The reason this trend of referring to the likes of Warhol, Lichtenstein and Klein as contemporary artists annoys me so much is because many representatives from the media and the market have been announcing the return of the contemporary art market based on records achieved by artists who are NOT contemporary artists. Thankfully, some market representatives and some journalists have rightly referred to the work of Warhol, Lichtenstein, Klein etc. as postmodern or post-war, which is a much more accurate description. I do, however, also have a problem with the use of the term post-war because of the broadness of the category which I think is another marketing ploy – but would still prefer they use the term ‘post-war’ instead of ‘contemporary’. Although this may seem like a small problem not worthy of being discussed, I think there are too many little issues that are not discussed – issues that together can cause major confusion and misunderstanding.
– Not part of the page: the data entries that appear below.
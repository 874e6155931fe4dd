use futures_util::{SinkExt, StreamExt};
use std::sync::Arc;
use tracing::{error, info, warn};
use warp::ws::{Message, WebSocket};

use crate::coordinator::RoomCoordinator;
use game_types::{ClientMessage, ConnectionId};

pub mod connection;
pub mod handlers;
pub mod validation;


pub use connection::{ConnectionManager, Outbound};
use handlers::MessageHandler;

pub async fn handle_connection(
    websocket: WebSocket,
    connection_manager: Arc<ConnectionManager>,
    coordinator: Arc<RoomCoordinator>,
) {
    let connection_id = ConnectionId::new();
    info!("New WebSocket connection: {}", connection_id);

    let (mut ws_sender, mut ws_receiver) = websocket.split();

    let message_receiver = connection_manager.create_connection(connection_id).await;

    let message_handler = MessageHandler::new(
        connection_id,
        connection_manager.clone(),
        coordinator.clone(),
    );

    let incoming_handler = {
        let message_handler = message_handler.clone();

        async move {
            while let Some(result) = ws_receiver.next().await {
                match result {
                    Ok(msg) => {
                        if msg.is_close() {
                            break;
                        }
                        if let Err(e) = handle_message(msg, &message_handler).await {
                            error!("Error handling message for {}: {}", connection_id, e);
                            break;
                        }
                    }
                    Err(e) => {
                        warn!("WebSocket error for {}: {}", connection_id, e);
                        break;
                    }
                }
            }
        }
    };

    let outgoing_handler = async move {
        let mut receiver = message_receiver;

        while let Some(outbound) = receiver.recv().await {
            let message = match outbound {
                Outbound::Message(message) => message,
                Outbound::Close => {
                    let _ = ws_sender.send(Message::close()).await;
                    break;
                }
            };

            let json = match serde_json::to_string(&message) {
                Ok(json) => json,
                Err(e) => {
                    error!("Failed to serialize message: {:?}", e);
                    continue;
                }
            };

            if let Err(e) = ws_sender.send(Message::text(json)).await {
                warn!("Failed to send message to {}: {:?}", connection_id, e);
                break;
            }
        }
    };

    tokio::select! {
        _ = incoming_handler => {},
        _ = outgoing_handler => {},
    }

    info!("Connection {} disconnected", connection_id);
    message_handler.handle_disconnect().await;
    connection_manager.remove_connection(connection_id).await;
}

async fn handle_message(msg: Message, message_handler: &MessageHandler) -> Result<(), String> {
    // Binary and ping/pong frames carry no events
    if !msg.is_text() {
        return Ok(());
    }

    let text = msg.to_str().map_err(|_| "Invalid text message")?;

    let client_message: ClientMessage = match serde_json::from_str(text) {
        Ok(message) => message,
        Err(e) => {
            warn!("Unparseable message: {}", e);
            return message_handler.send_error("Invalid message format").await;
        }
    };

    message_handler.handle_message(client_message).await
}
This whole ploy of including anything produced post world war II in contemporary art auctions and referring to them as works of contemporary art is just not right. In fact, it is deceptive and misleading. So why do some auction houses continue promoting the likes of Warhol, Klein and Lichtenstein as contemporary artists and alongside true contemporary artists? – I believe it is for three very simple yet potentially very lucrative reasons. Firstly, the association of emerging artist with the likes of Warhol, Klein and Lichtenstein lends more credibility and validity to the work of emerging artists. Secondly, the inclusion of a few big names in a contemporary art auction pretty much guarantees that a poor performance by the work of the true contemporary artists will be overshadowed by the success of the work of their predecessors. Thirdly, artists such as Klein, Warhol and Lichtenstein attract large and wealthy crowds who are more likely to throw down some money on the work of an emerging artist if the room is already buzzing from the record sale of a Warhol. Essentially, the inclusion of work by Modern masters such as Warhol, Klein and Lichtenstein appears to be nothing more than a clever marketing ploy.

If you disagree with my opinion then consider for a moment these definitions of the term ‘contemporary’ :

-marked by characteristics of the present period
-happening, existing, living, or coming into being during the same period of time
-belonging to the present time
-characteristic of the present; “contemporary trends in design”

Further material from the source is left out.